Collected data entries
★ ★ ★

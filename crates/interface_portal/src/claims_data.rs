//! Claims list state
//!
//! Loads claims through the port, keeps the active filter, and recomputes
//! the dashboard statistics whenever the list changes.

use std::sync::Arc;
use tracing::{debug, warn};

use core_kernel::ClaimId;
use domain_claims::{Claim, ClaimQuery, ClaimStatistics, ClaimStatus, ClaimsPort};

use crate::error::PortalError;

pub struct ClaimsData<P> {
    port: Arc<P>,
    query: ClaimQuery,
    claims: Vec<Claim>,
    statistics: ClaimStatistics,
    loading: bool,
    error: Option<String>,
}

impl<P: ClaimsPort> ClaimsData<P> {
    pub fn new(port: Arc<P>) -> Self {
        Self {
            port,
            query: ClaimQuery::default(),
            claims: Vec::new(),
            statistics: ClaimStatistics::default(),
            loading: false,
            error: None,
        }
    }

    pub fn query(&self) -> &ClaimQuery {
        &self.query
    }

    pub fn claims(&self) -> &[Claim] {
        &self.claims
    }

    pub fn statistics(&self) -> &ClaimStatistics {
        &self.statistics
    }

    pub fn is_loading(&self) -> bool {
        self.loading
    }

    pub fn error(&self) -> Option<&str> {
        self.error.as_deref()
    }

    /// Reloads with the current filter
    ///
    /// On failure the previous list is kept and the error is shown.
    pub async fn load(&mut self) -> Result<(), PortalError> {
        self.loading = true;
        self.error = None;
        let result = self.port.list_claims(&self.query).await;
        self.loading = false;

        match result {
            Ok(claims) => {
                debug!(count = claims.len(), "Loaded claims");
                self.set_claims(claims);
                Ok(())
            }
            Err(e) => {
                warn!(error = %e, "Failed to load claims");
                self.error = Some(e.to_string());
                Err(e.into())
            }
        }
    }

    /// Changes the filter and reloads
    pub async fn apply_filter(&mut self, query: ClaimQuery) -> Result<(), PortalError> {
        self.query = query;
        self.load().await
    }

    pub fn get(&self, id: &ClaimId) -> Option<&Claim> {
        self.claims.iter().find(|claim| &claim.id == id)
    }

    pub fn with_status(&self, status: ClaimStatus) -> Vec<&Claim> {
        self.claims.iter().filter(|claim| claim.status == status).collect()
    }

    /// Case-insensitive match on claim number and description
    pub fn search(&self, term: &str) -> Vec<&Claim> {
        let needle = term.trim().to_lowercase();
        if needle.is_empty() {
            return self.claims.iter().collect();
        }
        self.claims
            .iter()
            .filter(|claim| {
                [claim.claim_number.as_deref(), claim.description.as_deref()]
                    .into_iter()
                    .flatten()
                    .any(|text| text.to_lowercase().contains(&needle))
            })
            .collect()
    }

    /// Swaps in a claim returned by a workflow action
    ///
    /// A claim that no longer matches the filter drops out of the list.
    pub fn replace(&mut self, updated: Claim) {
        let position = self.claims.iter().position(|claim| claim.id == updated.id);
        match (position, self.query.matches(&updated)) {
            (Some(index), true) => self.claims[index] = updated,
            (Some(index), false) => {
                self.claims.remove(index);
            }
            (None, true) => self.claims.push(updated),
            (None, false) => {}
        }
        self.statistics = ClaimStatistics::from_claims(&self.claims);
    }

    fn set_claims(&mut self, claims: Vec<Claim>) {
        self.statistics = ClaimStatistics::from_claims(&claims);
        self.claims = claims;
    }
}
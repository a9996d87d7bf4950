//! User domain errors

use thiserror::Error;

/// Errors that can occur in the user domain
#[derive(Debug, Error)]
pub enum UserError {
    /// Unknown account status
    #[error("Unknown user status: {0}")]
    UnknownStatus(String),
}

★ ★ ★

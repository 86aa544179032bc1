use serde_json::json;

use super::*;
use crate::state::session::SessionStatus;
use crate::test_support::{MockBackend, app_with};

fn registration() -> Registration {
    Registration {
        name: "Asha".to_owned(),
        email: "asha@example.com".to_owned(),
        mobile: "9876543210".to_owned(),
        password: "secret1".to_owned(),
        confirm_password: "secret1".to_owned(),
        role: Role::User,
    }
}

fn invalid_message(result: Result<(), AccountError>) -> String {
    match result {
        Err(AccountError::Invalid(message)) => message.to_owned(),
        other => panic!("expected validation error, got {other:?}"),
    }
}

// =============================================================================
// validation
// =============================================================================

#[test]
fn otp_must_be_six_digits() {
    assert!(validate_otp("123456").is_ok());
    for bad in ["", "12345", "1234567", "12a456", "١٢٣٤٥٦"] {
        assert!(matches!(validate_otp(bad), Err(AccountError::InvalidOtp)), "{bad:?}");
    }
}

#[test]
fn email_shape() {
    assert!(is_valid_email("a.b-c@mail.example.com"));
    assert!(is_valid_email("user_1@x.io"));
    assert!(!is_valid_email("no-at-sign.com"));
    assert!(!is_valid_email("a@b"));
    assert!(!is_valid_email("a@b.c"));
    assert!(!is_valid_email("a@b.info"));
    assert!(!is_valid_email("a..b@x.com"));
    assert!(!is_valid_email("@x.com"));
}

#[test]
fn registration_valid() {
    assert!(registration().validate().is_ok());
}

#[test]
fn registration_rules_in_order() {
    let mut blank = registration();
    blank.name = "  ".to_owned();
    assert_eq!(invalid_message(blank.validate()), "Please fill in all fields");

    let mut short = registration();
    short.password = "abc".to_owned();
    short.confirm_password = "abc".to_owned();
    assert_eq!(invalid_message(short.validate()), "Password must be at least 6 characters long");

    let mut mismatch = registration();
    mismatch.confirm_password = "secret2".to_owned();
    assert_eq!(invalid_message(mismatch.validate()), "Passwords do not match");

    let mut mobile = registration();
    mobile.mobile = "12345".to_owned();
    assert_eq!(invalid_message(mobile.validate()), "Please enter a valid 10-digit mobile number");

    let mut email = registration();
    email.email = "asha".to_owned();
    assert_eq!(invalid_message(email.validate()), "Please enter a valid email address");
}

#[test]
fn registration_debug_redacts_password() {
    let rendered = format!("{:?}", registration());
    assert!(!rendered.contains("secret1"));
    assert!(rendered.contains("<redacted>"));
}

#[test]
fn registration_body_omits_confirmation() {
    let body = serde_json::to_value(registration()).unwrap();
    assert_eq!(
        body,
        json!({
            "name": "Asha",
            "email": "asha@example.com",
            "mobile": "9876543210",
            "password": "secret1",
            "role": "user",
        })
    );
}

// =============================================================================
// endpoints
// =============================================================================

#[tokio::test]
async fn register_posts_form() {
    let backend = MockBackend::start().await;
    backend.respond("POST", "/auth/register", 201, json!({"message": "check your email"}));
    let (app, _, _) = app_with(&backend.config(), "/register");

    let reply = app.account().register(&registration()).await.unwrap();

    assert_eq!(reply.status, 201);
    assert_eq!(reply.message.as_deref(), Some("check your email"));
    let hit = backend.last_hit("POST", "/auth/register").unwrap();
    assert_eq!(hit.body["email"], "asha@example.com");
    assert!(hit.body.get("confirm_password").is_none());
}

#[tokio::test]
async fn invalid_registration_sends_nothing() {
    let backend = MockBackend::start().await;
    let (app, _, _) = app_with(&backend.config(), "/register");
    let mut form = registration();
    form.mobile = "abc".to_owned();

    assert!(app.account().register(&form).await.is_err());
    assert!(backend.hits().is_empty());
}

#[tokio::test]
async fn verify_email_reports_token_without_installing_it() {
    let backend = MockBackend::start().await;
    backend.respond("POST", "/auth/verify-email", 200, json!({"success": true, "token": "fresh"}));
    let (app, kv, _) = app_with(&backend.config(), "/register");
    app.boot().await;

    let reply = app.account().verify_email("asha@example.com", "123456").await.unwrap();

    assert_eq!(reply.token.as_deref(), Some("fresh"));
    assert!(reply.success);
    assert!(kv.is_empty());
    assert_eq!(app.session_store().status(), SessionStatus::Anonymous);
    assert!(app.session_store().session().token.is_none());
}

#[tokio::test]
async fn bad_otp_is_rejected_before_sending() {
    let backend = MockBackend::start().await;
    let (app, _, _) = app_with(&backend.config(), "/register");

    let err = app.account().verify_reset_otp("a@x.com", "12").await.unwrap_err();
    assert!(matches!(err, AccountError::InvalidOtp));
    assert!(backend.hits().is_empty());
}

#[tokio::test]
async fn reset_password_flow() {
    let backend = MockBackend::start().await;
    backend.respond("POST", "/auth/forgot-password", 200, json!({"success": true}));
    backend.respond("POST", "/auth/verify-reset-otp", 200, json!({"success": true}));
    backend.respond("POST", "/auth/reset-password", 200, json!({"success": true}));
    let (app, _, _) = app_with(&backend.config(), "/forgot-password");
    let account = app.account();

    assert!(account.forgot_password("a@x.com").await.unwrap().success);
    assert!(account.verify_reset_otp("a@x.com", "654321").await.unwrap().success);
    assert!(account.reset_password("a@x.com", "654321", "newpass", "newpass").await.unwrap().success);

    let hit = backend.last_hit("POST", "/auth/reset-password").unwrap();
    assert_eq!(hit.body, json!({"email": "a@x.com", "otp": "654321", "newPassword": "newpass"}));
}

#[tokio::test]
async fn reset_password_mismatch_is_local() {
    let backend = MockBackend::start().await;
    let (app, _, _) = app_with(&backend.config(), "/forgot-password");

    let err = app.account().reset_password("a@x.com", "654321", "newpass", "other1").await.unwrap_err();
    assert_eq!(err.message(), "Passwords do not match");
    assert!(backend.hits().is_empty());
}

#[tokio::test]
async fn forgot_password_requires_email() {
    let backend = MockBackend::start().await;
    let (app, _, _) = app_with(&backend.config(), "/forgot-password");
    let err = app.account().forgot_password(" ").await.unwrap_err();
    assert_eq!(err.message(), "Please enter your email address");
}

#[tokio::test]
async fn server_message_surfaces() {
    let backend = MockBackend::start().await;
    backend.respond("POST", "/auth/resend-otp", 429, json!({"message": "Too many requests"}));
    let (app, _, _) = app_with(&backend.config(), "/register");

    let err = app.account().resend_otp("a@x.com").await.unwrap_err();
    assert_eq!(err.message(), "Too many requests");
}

★ ★ ★

What is needed is each line of the entries that contains the word "enter".

    assert_eq!(invalid_message(mobile.validate()), "Please enter a valid 10-digit mobile number");
    assert_eq!(invalid_message(email.validate()), "Please enter a valid email address");
    assert_eq!(err.message(), "Please enter your email address");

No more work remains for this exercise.